Drei Wochen nach der empfindlichen Schwächung der bürgerlichen Regierungsparteien bei den Gemeinderatswahlen endeten die Wahlen in die städtische Exekutive, den fünfköpfigen St. Galler Stadtrat, mit dem Erfolg eines "wilden" CVP-Kandidaten: Nachfolger des altershalber zurückgetretenen Werner Pillmeier (cvp) wurde der von einem überparteilichen Komitee ins Rennen geschickte Erich Ziltener (cvp). Der offizielle CVP-Kandidat nahm die Hürde des absoluten Mehrs zwar ebenfalls, fiel jedoch als überzählig aus der Wahl. Sowohl der Demissionär als auch die beiden Kandidaten gehören der christlichsozialen Parteigruppe an. Diese hatte zuhanden der CVP-Mutterpartei den engagierten Umweltschützer Ziltener vorgeschlagen, verzichtete dann aber auf eine parteiinterne Kraftprobe, nachdem sich die CVP gegen den CSP-Favoriten entschieden hatte.

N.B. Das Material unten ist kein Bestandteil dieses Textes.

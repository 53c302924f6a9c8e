//! Property-based tests for the spanning tree builders.

use algorithms::graph::{build_mst, MstStrategy, WeightedGraph};
use algorithms::invariant::{Invariant, SpanningTreeOf};
use algorithms::AlgorithmError;
use proptest::prelude::*;

/// Connected graph: a random spanning chain plus random extra edges, all
/// weights distinct.
fn connected_graph() -> impl Strategy<Value = WeightedGraph<u32, u64>> {
    (2u32..24)
        .prop_flat_map(|n| {
            let chain = prop::collection::vec(0u32..1000, (n - 1) as usize);
            let extra = prop::collection::vec((0..n, 0..n), 0..(n as usize * 2));
            (Just(n), chain, extra)
        })
        .prop_map(|(_n, parents, extra)| {
            let mut graph = WeightedGraph::new();
            let mut weight = 0u64;
            for (i, p) in parents.into_iter().enumerate() {
                let child = i as u32 + 1;
                weight += 7;
                graph.add_edge(p % child, child, weight * 31 % 10_007);
            }
            for (a, b) in extra {
                if a != b {
                    weight += 7;
                    graph.add_edge(a, b, weight * 31 % 10_007);
                }
            }
            graph
        })
}

proptest! {
    #[test]
    fn prop_both_strategies_span(graph in connected_graph()) {
        for strategy in [MstStrategy::Kruskal, MstStrategy::Prim] {
            let tree = build_mst(&graph, strategy).unwrap();
            prop_assert_eq!(tree.edge_count() + 1, graph.node_count());
            let spans = SpanningTreeOf { source: &graph }.check(&tree);
            prop_assert!(spans, "{} result is not a spanning tree", strategy);
        }
    }

    #[test]
    fn prop_distinct_weights_give_identical_trees(graph in connected_graph()) {
        let kruskal = build_mst(&graph, MstStrategy::Kruskal).unwrap();
        let prim = build_mst(&graph, MstStrategy::Prim).unwrap();
        prop_assert_eq!(kruskal.total_weight(), prim.total_weight());

        let mut k_edges: Vec<_> = kruskal.edges();
        let mut p_edges: Vec<_> = prim.edges();
        k_edges.sort();
        p_edges.sort();
        prop_assert_eq!(k_edges, p_edges);
    }

    #[test]
    fn prop_extra_component_is_unreachable(graph in connected_graph()) {
        let mut split = graph.clone();
        split.add_edge(10_000, 10_001, 1);
        for strategy in [MstStrategy::Kruskal, MstStrategy::Prim] {
            let result = build_mst(&split, strategy);
            prop_assert!(matches!(result, Err(AlgorithmError::Unreachable(_))));
        }
    }
}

Darauf entschloss sich Ziltener zu einer Kampfkandidatur und überflügelte — unterstützt von LdU, EVP und Grünen — seinen Kontrahenten. Die vier bisherigen Stadträte wurden bestätigt; eine Kandidatin der Grünen hatte keine Chance [34].
 
[33] St. Gallen: Gemeinderatswahlen (Legislative) vom 4.9.88: Presse vom 5.9.88; SGT, 6.9.88. Wahlkampf: SGT, 16.4., 19.7., 22.8., 30.8. und 1.9.88; SZ, 7.5.88; BaZ, 1.9.88.
[34] St. Gallen: Stadtratswahlen (Exekutive) vom 25.9.88: NZZ und SGT, 26.9.88. Wahlkampf: SGT, 19.5., 17.6., 12.8., 17.8. und 20.8.88. Verteilung der Departemente: SGT, 26.10.88.